[Stored data entries]
· · · · · · ·
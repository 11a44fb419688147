//! Advisory classification of raw fetch errors.
//!
//! Pattern matching over error strings is inherently best-effort, so the
//! hint produced here is only ever logged; it must not influence the retry
//! decision. The stale-range predicate is the one exception kept separate:
//! it gates the purge-and-retry recovery step.

/// Human-readable diagnosis of a failed attempt.
#[derive(Debug, Clone, Copy, PartialEq, Eq)]
pub enum Hint {
    LoginRequired,
    RateLimited,
    MembersOnly,
    SignatureChallenge,
    Forbidden,
    FormatUnavailable,
    TranscoderMissing,
    Impersonation,
}

impl Hint {
    /// Suggested remedy, rendered into the per-item log stream.
    pub fn advice(self) -> &'static str {
        match self {
            Hint::LoginRequired => "login required: import a cookie file for this platform",
            Hint::RateLimited => "rate limited: wait a few minutes or refresh cookies",
            Hint::MembersOnly => "members-only content: import cookies from a member account",
            Hint::SignatureChallenge => {
                "player signature challenge: import cookies or update the fetch engine"
            }
            Hint::Forbidden => "access forbidden: import cookies or update the fetch engine",
            Hint::FormatUnavailable => "requested format unavailable: try a lower quality tier",
            Hint::TranscoderMissing => "ffmpeg not found: install it and add it to PATH",
            Hint::Impersonation => "site requires client impersonation: update the fetch engine",
        }
    }
}

/// Best-effort diagnosis from a raw error string. Returns the first match
/// in priority order, or None when nothing is recognized.
pub fn advisory_hint(error: &str) -> Option<Hint> {
    let msg = error.to_ascii_lowercase();

    if msg.contains("members-only") || msg.contains("members only") || msg.contains("error 153") {
        return Some(Hint::MembersOnly);
    }
    if msg.contains("nsig extraction failed")
        || msg.contains("sabr streaming")
        || msg.contains("n challenge")
        || msg.contains("po token")
    {
        return Some(Hint::SignatureChallenge);
    }
    if msg.contains("login required")
        || msg.contains("login_required")
        || msg.contains("checkpoint_required")
    {
        return Some(Hint::LoginRequired);
    }
    if msg.contains("429") || msg.contains("rate-limit") || msg.contains("rate limit") {
        return Some(Hint::RateLimited);
    }
    if msg.contains("403") && msg.contains("forbidden") {
        return Some(Hint::Forbidden);
    }
    if msg.contains("only images are available")
        || msg.contains("format is not available")
        || msg.contains("requested format is not available")
    {
        return Some(Hint::FormatUnavailable);
    }
    if (msg.contains("ffmpeg") || msg.contains("ffprobe"))
        && (msg.contains("not found") || msg.contains("could not be found"))
    {
        return Some(Hint::TranscoderMissing);
    }
    if msg.contains("impersonat") {
        return Some(Hint::Impersonation);
    }

    None
}

/// True when the error is the range-not-satisfiable conflict produced by
/// resuming against a rotated remote stream.
pub fn stale_range_conflict(error: &str) -> bool {
    let msg = error.to_ascii_lowercase();
    msg.contains("requested range not satisfiable") || msg.contains("http error 416")
}
//! Format selector strings handed to the fetch engine.

use crate::registry::QualityTier;

/// Audio-only selection for sound items.
pub const AUDIO_ONLY: &str = "bestaudio/best";

/// Simplest possible selection; used by fallback steps.
pub const SIMPLE: &str = "best";

/// Flexible best-video-plus-audio selection for platforms with spotty
/// format listings (TikTok, Facebook).
pub const FLEXIBLE: &str = "bv*+ba/b";

/// Single-stream selection used when no transcoder is available to merge
/// separate video/audio streams.
pub const NO_MERGE: &str = "best[ext=mp4][height<=720]/best";

/// Build the primary format selector for a quality tier, with graceful
/// fallbacks so a missing exact resolution does not fail the attempt.
pub fn selector(quality: QualityTier) -> String {
    match quality.height() {
        None => "bestvideo+bestaudio[acodec^=mp4a]/bestvideo+bestaudio/best".to_string(),
        Some(h) => format!("bv[height<={h}]+ba/bv*[height<={h}]+ba/bestvideo+bestaudio/best"),
    }
}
· · · · · · ·
What needs to be done -> Give back exactly the lines above, from the line containing "return Some(Hint::FormatUnavailable);" through the line containing "pub const SIMPLE: &str", with both end lines and nothing more.

Your solution ->
        return Some(Hint::FormatUnavailable);
    }
    if (msg.contains("ffmpeg") || msg.contains("ffprobe"))
        && (msg.contains("not found") || msg.contains("could not be found"))
    {
        return Some(Hint::TranscoderMissing);
    }
    if msg.contains("impersonat") {
        return Some(Hint::Impersonation);
    }

    None
}

/// True when the error is the range-not-satisfiable conflict produced by
/// resuming against a rotated remote stream.
pub fn stale_range_conflict(error: &str) -> bool {
    let msg = error.to_ascii_lowercase();
    msg.contains("requested range not satisfiable") || msg.contains("http error 416")
}
//! Format selector strings handed to the fetch engine.

use crate::registry::QualityTier;

/// Audio-only selection for sound items.
pub const AUDIO_ONLY: &str = "bestaudio/best";

/// Simplest possible selection; used by fallback steps.
pub const SIMPLE: &str = "best";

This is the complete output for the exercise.